Dr. Mount: “We avoided using the term surplus flow because that has a specific definition in the Water Board’s world, so we call it uncaptured flow. What we meant by that is flow within the system that exceeds the physical capacity to divert it and use it for economic purposes. So for example, when the pumps are pumping full blast in the Delta, the inflow exceeds the amount of water that is set aside for the environment, that remaining water is uncaptured flow which produces multiple benefits. The argument would be that you could come back to the board and presumably apply for that water, so let’s imagine that we’re going to build a bunch of big dams upstream and they want to basically use that uncaptured flow. In my view, that would be a mistake, because that uncaptured flow creates direct benefit for the Delta that we don’t acknowledge, and that is by freshening the Delta, it creates both environmental benefits as well as water supply benefits.”
“This is one of the unfortunately not well realized issues, so when Kamyar and others get really going on this Flood Managed Aquifer Recharge issue and they are capturing all that water upstream, if it’s a large volume of water, it’s not longer uncaptured flow in the Delta, so there is a consequence when we start trying to push more water into groundwater to outflow in the Delta, and right now we don’t really have a good mechanism for dealing with that and understanding that because it doesn’t fall neatly into the water rights system.”
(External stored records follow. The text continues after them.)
impl Pipeline {
  pub fn new(config: PipelineConfig) -> Result<Self> {
    config.validate()?;
    Ok(Self {
      config,
      cache: ModelCache::new(),
    })
  }

  pub fn config(&self) -> &PipelineConfig {
    &self.config
  }

  pub fn cache(&self) -> &ModelCache {
    &self.cache
  }

  /// Execute every stage in order over the supplied price histories.
  pub fn run(&mut self, series: &[PriceSeries]) -> Result<PipelineReport> {
    let windowed = self.ingest(series)?;
    let modeled = windowed
      .iter()
      .find(|s| s.symbol() == self.config.modeled_symbol)
      .cloned()
      .ok_or_else(|| {
        PipelineError::InvalidConfiguration(format!(
          "no price series supplied for modeled symbol {}",
          self.config.modeled_symbol
        ))
      })?;

    let mut staged = StagedRun::default();
    let comparison = self.compare_models(&modeled, &mut staged)?;
    let projection = self.project_trend(&modeled, comparison.champion, &mut staged)?;
    let optimization = self.optimize(&windowed, &modeled, &projection)?;
    let backtest = self.backtest(&windowed, &optimization)?;

    // Every stage succeeded; only now do the run's artifacts enter the cache.
    for (key, model) in staged.models {
      self.cache.models.insert(key, model);
    }
    if let Some((key, comparison)) = staged.comparison {
      self.cache.comparisons.insert(key, comparison);
    }

    Ok(PipelineReport {
      modeled_prices: modeled,
      comparison,
      projection,
      optimization,
      backtest,
    })
  }

  /// Window every configured symbol to `[start, end]` and require data for
  /// all of them.
  fn ingest(&self, series: &[PriceSeries]) -> Result<Vec<PriceSeries>> {
    let mut windowed = Vec::with_capacity(self.config.symbols.len());
    for symbol in &self.config.symbols {
      let full = series.iter().find(|s| s.symbol() == *symbol).ok_or_else(|| {
        PipelineError::InvalidConfiguration(format!(
          "no price series supplied for configured symbol {symbol}"
        ))
      })?;
      let cut = full.window(self.config.start, self.config.end);
      if cut.is_empty() {
        return Err(PipelineError::InsufficientData(format!(
          "symbol {symbol} has no bars between {} and {}",
          self.config.start, self.config.end
        )));
      }
      windowed.push(cut);
    }
    info!(assets = windowed.len(), "pipeline ingest complete");
    Ok(windowed)
  }

  fn compare_models(
    &self,
    modeled: &PriceSeries,
    staged: &mut StagedRun,
  ) -> Result<ModelComparison> {
    let (train, _) = modeled.split_at(self.config.split);
    let train_end = train.last_bar().map(|b| b.date).ok_or_else(|| {
      PipelineError::InsufficientData(format!(
        "no training bars before {} for {}",
        self.config.split,
        modeled.symbol()
      ))
    })?;

    let comparison_key = (modeled.symbol().to_string(), train_end);
    if let Some(cached) = self.cache.comparisons.get(&comparison_key) {
      info!(
        symbol = modeled.symbol(),
        %train_end,
        "model comparison cache hit"
      );
      return Ok(cached.clone());
    }

    let engine = ForecastEngine::new(self.config.forecast);
    let (comparison, models) = engine.run(modeled, self.config.split)?;

    staged.models.push((
      CacheKey {
        symbol: modeled.symbol().to_string(),
        kind: ModelKind::LinearAutoregressive,
        train_end,
      },
      CachedModel::Arima(models.arima),
    ));
    staged.models.push((
      CacheKey {
        symbol: modeled.symbol().to_string(),
        kind: ModelKind::RecurrentSequence,
        train_end,
      },
      CachedModel::Lstm(models.lstm),
    ));
    staged.comparison = Some((comparison_key, comparison.clone()));
    Ok(comparison)
  }

  /// Refit the champion kind on the full window so the projection starts
  /// after the last observed bar, then project `horizon` days ahead.
  fn project_trend(
    &self,
    modeled: &PriceSeries,
    champion: ModelKind,
    staged: &mut StagedRun,
  ) -> Result<TrendProjection> {
    let last_bar = modeled.last_bar().copied().ok_or_else(|| {
      PipelineError::InsufficientData(format!("price series {} is empty", modeled.symbol()))
    })?;
    let key = CacheKey {
      symbol: modeled.symbol().to_string(),
      kind: champion,
      train_end: last_bar.date,
    };
    let context = ProjectionContext {
      last_date: last_bar.date,
      last_price: last_bar.adj_close,
      daily_volatility: modeled.returns()?.daily_volatility(),
    };

    if let Some(model) = self.cache.models.get(&key) {
      info!(
        symbol = modeled.symbol(),
        kind = %champion,
        train_end = %last_bar.date,
        "projection model cache hit"
      );
      return projection::project(model.as_forecaster(), &context, self.config.horizon);
    }

    let closes = modeled.adj_closes();
    let model = match champion {
      ModelKind::LinearAutoregressive => CachedModel::Arima(ArimaModel::fit_auto(
        &closes,
        &self.config.forecast.arima,
        &Aic,
      )?),
      ModelKind::RecurrentSequence => {
        let mut lstm = LstmModel::new(self.config.forecast.lstm)?;
        lstm.fit(&closes)?;
        CachedModel::Lstm(lstm)
      }
    };
    let projection =
      projection::project(model.as_forecaster(), &context, self.config.horizon)?;
    staged.models.push((key, model));
    Ok(projection)
  }

  fn optimize(
    &self,
    windowed: &[PriceSeries],
    modeled: &PriceSeries,
    projection: &TrendProjection,
  ) -> Result<OptimizationOutcome> {
    let last_price = modeled
      .last_bar()
      .map(|b| b.adj_close)
      .unwrap_or(f64::NAN);
    let modeled_return = marketstats::projected_annual_return(last_price, projection)?;

    let returns = windowed
      .iter()
      .map(|s| s.returns())
      .collect::<Result<Vec<_>>>()?;
    let universe = marketstats::build_universe(
      &returns,
      Some((self.config.modeled_symbol.as_str(), modeled_return)),
    )?;

    let optimizer = PortfolioOptimizer::new(OptimizerConfig {
      risk_free: self.config.risk_free,
      allow_short: self.config.allow_short,
      shrinkage: self.config.shrinkage,
      policy: self.config.policy,
      ..OptimizerConfig::default()
    });
    optimizer.optimize(&universe)
  }

  /// Evaluate the recommendation over the backtest window. With
  /// `backtest_start` set the evaluation period is held out from the data
  /// the models and optimizer saw in full.
  fn backtest(
    &self,
    windowed: &[PriceSeries],
    optimization: &OptimizationOutcome,
  ) -> Result<BacktestReport> {
    let backtest_start = self.config.backtest_start.unwrap_or(self.config.start);
    let returns = windowed
      .iter()
      .map(|s| s.window(backtest_start, self.config.end).returns())
      .collect::<Result<Vec<_>>>()?;
    let benchmark = PortfolioWeights::new(self.config.benchmark.clone())?;
    let backtester = Backtester::new(BacktestConfig {
      risk_free: self.config.risk_free,
    });
    backtester.run(&returns, &optimization.recommended().weights, &benchmark)
  }
}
Question: How are we ever going to get a regulatory agency to take the risk you are talking about, and how are we going to convince senior water rights holders to go along with this since they have to get less water?
Dr. Mount:“On the regulators side, I’ll be very blunt about this. It’s leadership. And that is the people who are in those regulatory agencies, the leaders in those agencies who say, we think this is going to be a better way to go. You could do it legislatively; it probably would required state as well as federal legislation but I think on the state legislative side, we could do it. We certainly argue the State Board has the authority to say, ‘this is the way we want it to be managed,’ so they have the power to do that.” “It’s the willingness to take some risks, knowing full well you’re going to get sued because this is water, and what we’re dangling in front of the senior water rights holders is, we’re talking about a budget. We’re trying to get out of the business where we’re constantly seeking more in the future, and the uncertainty in the future that the next time the Board goes through a water quality control plan, which there’s supposed to do every three years, that it continues to be another bite at the apple. So the argument is, we’re not going to do that, we’re going to set this up and you’re going to benefit ultimately from that. And I think if you can engage with ecosystem water budgets and have them managed in a way as another water right holder in the basin, you end up starting to have a flexible partner which can be really useful, especially if there’s groundwater involved.”
“Until people see this on paper in some way, shape, or form, it remains in the abstract. The place to start might be Sites Reservoir, it might be the first place to start with a true ecosystem water budget, or it might be in the water quality control plan, which is a tougher nut to crack.”